Slow as rain percolating through the deep duff of forest floors and wetland ponds.
Up and down.
In and out.
Back and forth.
Here and gone.
Such are the essential rhythms of Chesapeake Bay.
(Bird calls) NARRATOR: Overlaying all of this, connecting the Bay and its watershed to the far reaches of the Western hemispheres is the migration shed: the seasonal comings and goings of creatures from swans, to eels, butterflies to shorebirds.
Their roots worked richly into the Chesapeake fabric.
In late fall, slants of afternoon sun burnish the hues of autumn foliage.

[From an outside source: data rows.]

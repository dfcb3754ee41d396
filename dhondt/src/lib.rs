/*!
Seat allocation with the D'Hondt highest-averages method.

The votes of every candidate are divided successively by 1, 2, 3, ... and each of the
largest quotients across all candidates, up to the number of seats, awards one seat.

```
use dhondt::{allocate, Candidate};
# use dhondt::AllocationErrors;

let candidates = vec![
    Candidate::new("a", "Alpha", 100),
    Candidate::new("b", "Beta", 50),
    Candidate::new("c", "Gamma", 25),
];
let results = allocate(&candidates, 4)?;
assert_eq!(results[0].id, "a");
assert_eq!(results[0].seats, 3);
assert_eq!(results[1].seats, 1);
assert_eq!(results.len(), 2);
# Ok::<(), AllocationErrors>(())
```
*/
pub mod builder;
mod config;
pub mod manual;

use log::{debug, info};

use std::{
    cmp::Ordering,
    collections::{HashMap, HashSet},
};

pub use crate::config::*;

/// The largest number of quotients (candidates times seats) an allocation may compute.
pub const MAX_QUOTIENTS: usize = 1 << 24;

// **** Private structures ****

/// Position of a candidate in the checked list of candidates.
#[derive(Eq, PartialEq, Debug, Clone, Copy, Hash, Ord, PartialOrd)]
struct CandidateIdx(usize);

/// The exact value votes / divisor.
///
/// Two quotients are equal when they are mathematically equal, whatever the divisor
/// they were computed with (10 / 2 == 5 / 1).
#[derive(Debug, Clone, Copy)]
struct Quotient {
    votes: u64,
    // Never zero.
    divisor: u64,
}

impl Ord for Quotient {
    fn cmp(&self, other: &Quotient) -> Ordering {
        // a/b <=> c/d is a*d <=> c*b for positive denominators. The products fit in 128 bits.
        let lhs = self.votes as u128 * other.divisor as u128;
        let rhs = other.votes as u128 * self.divisor as u128;
        lhs.cmp(&rhs)
    }
}

impl PartialOrd for Quotient {
    fn partial_cmp(&self, other: &Quotient) -> Option<Ordering> {
        Some(self.cmp(other))
    }
}

impl PartialEq for Quotient {
    fn eq(&self, other: &Quotient) -> bool {
        self.cmp(other) == Ordering::Equal
    }
}

impl Eq for Quotient {}

#[derive(Debug, Clone, Copy)]
struct QuotientEntry {
    candidate: CandidateIdx,
    quotient: Quotient,
}

/// Computes the seats of each candidate with the default rules.
///
/// Arguments:
/// * `candidates` the candidates and their votes. Identifiers must be unique.
/// * `seats` the total number of seats to allocate. It must not be negative, and
///   seats times candidates must not exceed [`MAX_QUOTIENTS`].
///
/// The results only contain the candidates that won at least one seat, sorted by
/// decreasing number of seats, then by name and identifier.
pub fn allocate(
    candidates: &[Candidate],
    seats: i64,
) -> Result<Vec<SeatAllocation>, AllocationErrors> {
    allocate_with_rules(candidates, seats, &AllocationRules::DEFAULT_RULES)
}

/// Computes the seats of each candidate with the given rules.
///
/// Equal quotients are ordered by the tie-break mode of the rules, and then by the
/// candidate identifier. The order of the input never has an influence on the outcome.
pub fn allocate_with_rules(
    candidates: &[Candidate],
    seats: i64,
    rules: &AllocationRules,
) -> Result<Vec<SeatAllocation>, AllocationErrors> {
    info!(
        "Allocating {:?} seats between {:?} candidates, rules: {:?}",
        seats,
        candidates.len(),
        rules
    );

    if seats < 0 {
        return Err(AllocationErrors::InvalidArgument(format!(
            "the number of seats must not be negative, got {}",
            seats
        )));
    }
    let num_seats = usize::try_from(seats).map_err(|_| {
        AllocationErrors::InvalidArgument(format!("too many seats requested: {}", seats))
    })?;

    // Nothing to distribute.
    if num_seats == 0 || candidates.is_empty() {
        debug!("allocate_with_rules: no seat or no candidate, empty result");
        return Ok(Vec::new());
    }

    let checked = checks(candidates, rules.duplicate_candidate_mode)?;
    match num_seats.checked_mul(checked.len()) {
        Some(n) if n <= MAX_QUOTIENTS => {}
        _ => {
            return Err(AllocationErrors::InvalidArgument(format!(
                "too many seats requested: {} seats for {} candidates",
                seats,
                checked.len()
            )));
        }
    }
    let keys = tiebreak_keys(&checked, rules.tiebreak_mode);

    let mut entries = compute_quotients(&checked, num_seats as u64);
    debug!(
        "allocate_with_rules: {:?} quotients for {:?} candidates",
        entries.len(),
        checked.len()
    );
    entries.sort_by(|e1, e2| compare_entries(e1, e2, &checked, &keys));
    entries.truncate(num_seats);
    for (idx, e) in entries.iter().enumerate() {
        debug!(
            "allocate_with_rules: seat {}: {} ({} / {})",
            idx + 1,
            checked[e.candidate.0].id,
            e.quotient.votes,
            e.quotient.divisor
        );
    }

    let tally = count_seats(&entries, checked.len());

    let mut results: Vec<SeatAllocation> = checked
        .iter()
        .zip(tally.iter())
        .filter(|(_, seats)| rules.listing == ResultListing::AllCandidates || **seats > 0)
        .map(|(c, seats)| SeatAllocation {
            id: c.id.clone(),
            name: c.name.clone(),
            votes: c.votes,
            seats: *seats,
        })
        .collect();
    results.sort_by(|r1, r2| {
        r2.seats
            .cmp(&r1.seats)
            .then_with(|| r1.name.cmp(&r2.name))
            .then_with(|| r1.id.cmp(&r2.id))
    });

    for r in results.iter() {
        info!("{:>6} {} ({}) -> {} votes", r.seats, r.name, r.id, r.votes);
    }
    Ok(results)
}

// Candidates are returned in the order of first appearance.
fn checks(
    candidates: &[Candidate],
    duplicate_policy: DuplicateCandidateMode,
) -> Result<Vec<Candidate>, AllocationErrors> {
    match duplicate_policy {
        DuplicateCandidateMode::Reject => {
            let mut seen_ids: HashSet<&str> = HashSet::new();
            for c in candidates.iter() {
                if !seen_ids.insert(c.id.as_str()) {
                    return Err(AllocationErrors::DuplicateCandidate(c.id.clone()));
                }
            }
            Ok(candidates.to_vec())
        }
        DuplicateCandidateMode::Aggregate => {
            let mut positions: HashMap<&str, usize> = HashMap::new();
            let mut res: Vec<Candidate> = Vec::new();
            for c in candidates.iter() {
                if let Some(&pos) = positions.get(c.id.as_str()) {
                    debug!("checks: aggregating duplicate candidate {:?}", c.id);
                    res[pos].votes = res[pos].votes.checked_add(c.votes).ok_or_else(|| {
                        AllocationErrors::InvalidArgument(format!(
                            "vote count overflow for candidate {}",
                            c.id
                        ))
                    })?;
                } else {
                    positions.insert(c.id.as_str(), res.len());
                    res.push(c.clone());
                }
            }
            Ok(res)
        }
    }
}

/// The key used to order candidates with equal quotients, indexed like the candidates.
fn tiebreak_keys(candidates: &[Candidate], tiebreak: TieBreakMode) -> Vec<String> {
    match tiebreak {
        TieBreakMode::CandidateId => candidates.iter().map(|c| c.id.clone()).collect(),
        TieBreakMode::Seeded(seed) => candidates
            .iter()
            .map(|c| seeded_key(seed, c.id.as_str()))
            .collect(),
    }
}

/// A key that is hard to guess in advance but stable for a given seed.
/// This uses a cryptographic hash that is resilient to collisions.
fn seeded_key(seed: u32, id: &str) -> String {
    sha256::digest(format!("{:08}{}", seed, id).as_str())
}

fn compute_quotients(candidates: &[Candidate], seats: u64) -> Vec<QuotientEntry> {
    let mut res: Vec<QuotientEntry> = Vec::with_capacity(candidates.len() * seats as usize);
    for divisor in 1..=seats {
        for (idx, c) in candidates.iter().enumerate() {
            res.push(QuotientEntry {
                candidate: CandidateIdx(idx),
                quotient: Quotient {
                    votes: c.votes,
                    divisor,
                },
            });
        }
    }
    res
}

// Total order: quotient descending, then tie-break key, identifier and divisor ascending.
fn compare_entries(
    e1: &QuotientEntry,
    e2: &QuotientEntry,
    candidates: &[Candidate],
    keys: &[String],
) -> Ordering {
    e2.quotient
        .cmp(&e1.quotient)
        .then_with(|| keys[e1.candidate.0].cmp(&keys[e2.candidate.0]))
        .then_with(|| {
            candidates[e1.candidate.0]
                .id
                .cmp(&candidates[e2.candidate.0].id)
        })
        .then_with(|| e1.quotient.divisor.cmp(&e2.quotient.divisor))
}

fn count_seats(entries: &[QuotientEntry], num_candidates: usize) -> Vec<u64> {
    let mut tally: Vec<u64> = vec![0; num_candidates];
    for e in entries.iter() {
        tally[e.candidate.0] += 1;
    }
    tally
}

High above a V of tundra swans halloo their arrival.
♪ ♪ They're among the most magnificent birds in North America and the largest of waterfowl.
(Swans calling) NARRATOR: Traveling thousands of miles from the high Arctic summer to their winter home on Chesapeake Bay.
The swans master the buffeting wind as if carving their descent from some firmer, more stable substance than thin air.
♪ ♪ As the birds approach touch down, their aerodynamic lines begin to reshape.
Sinuous... Fluid... Necks arch...
Breasts swell... Big paddle feet swing smoothly down to break their forward motion.
Wings cup, curve, back pedal the air.
A gentle "plish" of water parts to embrace the tired travelers.
(Soft pensive music) NARRATOR: In Britain, there's a word for this glorious return.
"Swan fall," it is called because the birds seem to almost drop from the sky once they reach their wintering grounds.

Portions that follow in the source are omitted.